### What to do:
Where does the string "sync" occur in the entries below? Copy every line where it does.

(Collected data)
•••

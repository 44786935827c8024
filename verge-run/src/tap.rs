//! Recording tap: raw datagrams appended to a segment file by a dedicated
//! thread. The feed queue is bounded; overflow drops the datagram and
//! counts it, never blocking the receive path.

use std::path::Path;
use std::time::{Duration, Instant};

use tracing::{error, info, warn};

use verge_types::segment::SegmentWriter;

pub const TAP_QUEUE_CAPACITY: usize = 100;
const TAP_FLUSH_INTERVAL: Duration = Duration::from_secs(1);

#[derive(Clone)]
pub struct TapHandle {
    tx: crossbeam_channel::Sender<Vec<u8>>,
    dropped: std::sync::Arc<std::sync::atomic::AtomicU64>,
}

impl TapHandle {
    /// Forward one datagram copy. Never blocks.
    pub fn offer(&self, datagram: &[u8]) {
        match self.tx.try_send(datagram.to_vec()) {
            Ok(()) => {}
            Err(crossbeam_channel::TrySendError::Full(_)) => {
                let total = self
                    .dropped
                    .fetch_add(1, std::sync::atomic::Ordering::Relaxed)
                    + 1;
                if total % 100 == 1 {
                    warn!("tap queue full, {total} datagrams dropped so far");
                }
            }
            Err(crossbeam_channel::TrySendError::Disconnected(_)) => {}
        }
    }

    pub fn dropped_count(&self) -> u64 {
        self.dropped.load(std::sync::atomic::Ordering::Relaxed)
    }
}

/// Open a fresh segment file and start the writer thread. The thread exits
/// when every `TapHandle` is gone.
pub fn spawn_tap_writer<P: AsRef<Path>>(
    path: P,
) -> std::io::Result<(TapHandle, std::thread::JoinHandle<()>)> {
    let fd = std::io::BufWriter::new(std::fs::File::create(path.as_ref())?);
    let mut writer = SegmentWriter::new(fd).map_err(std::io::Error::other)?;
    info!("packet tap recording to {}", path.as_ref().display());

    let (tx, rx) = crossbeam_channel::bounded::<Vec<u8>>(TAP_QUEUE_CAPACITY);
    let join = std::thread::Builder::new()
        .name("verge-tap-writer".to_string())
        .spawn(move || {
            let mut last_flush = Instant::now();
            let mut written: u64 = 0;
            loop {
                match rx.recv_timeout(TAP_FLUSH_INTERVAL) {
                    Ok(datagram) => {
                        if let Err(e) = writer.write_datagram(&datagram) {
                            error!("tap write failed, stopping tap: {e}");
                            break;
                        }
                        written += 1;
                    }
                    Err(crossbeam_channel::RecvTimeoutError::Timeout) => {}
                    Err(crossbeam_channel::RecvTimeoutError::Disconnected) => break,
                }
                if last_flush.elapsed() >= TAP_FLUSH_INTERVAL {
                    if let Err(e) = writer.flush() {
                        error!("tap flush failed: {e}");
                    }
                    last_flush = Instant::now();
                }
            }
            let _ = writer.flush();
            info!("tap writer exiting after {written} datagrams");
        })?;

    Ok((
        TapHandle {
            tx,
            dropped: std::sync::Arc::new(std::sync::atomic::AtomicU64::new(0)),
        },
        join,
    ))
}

•••

### Output of the task:
    dropped: std::sync::Arc<std::sync::atomic::AtomicU64>,
                    .fetch_add(1, std::sync::atomic::Ordering::Relaxed)
        self.dropped.load(std::sync::atomic::Ordering::Relaxed)
            dropped: std::sync::Arc::new(std::sync::atomic::AtomicU64::new(0)),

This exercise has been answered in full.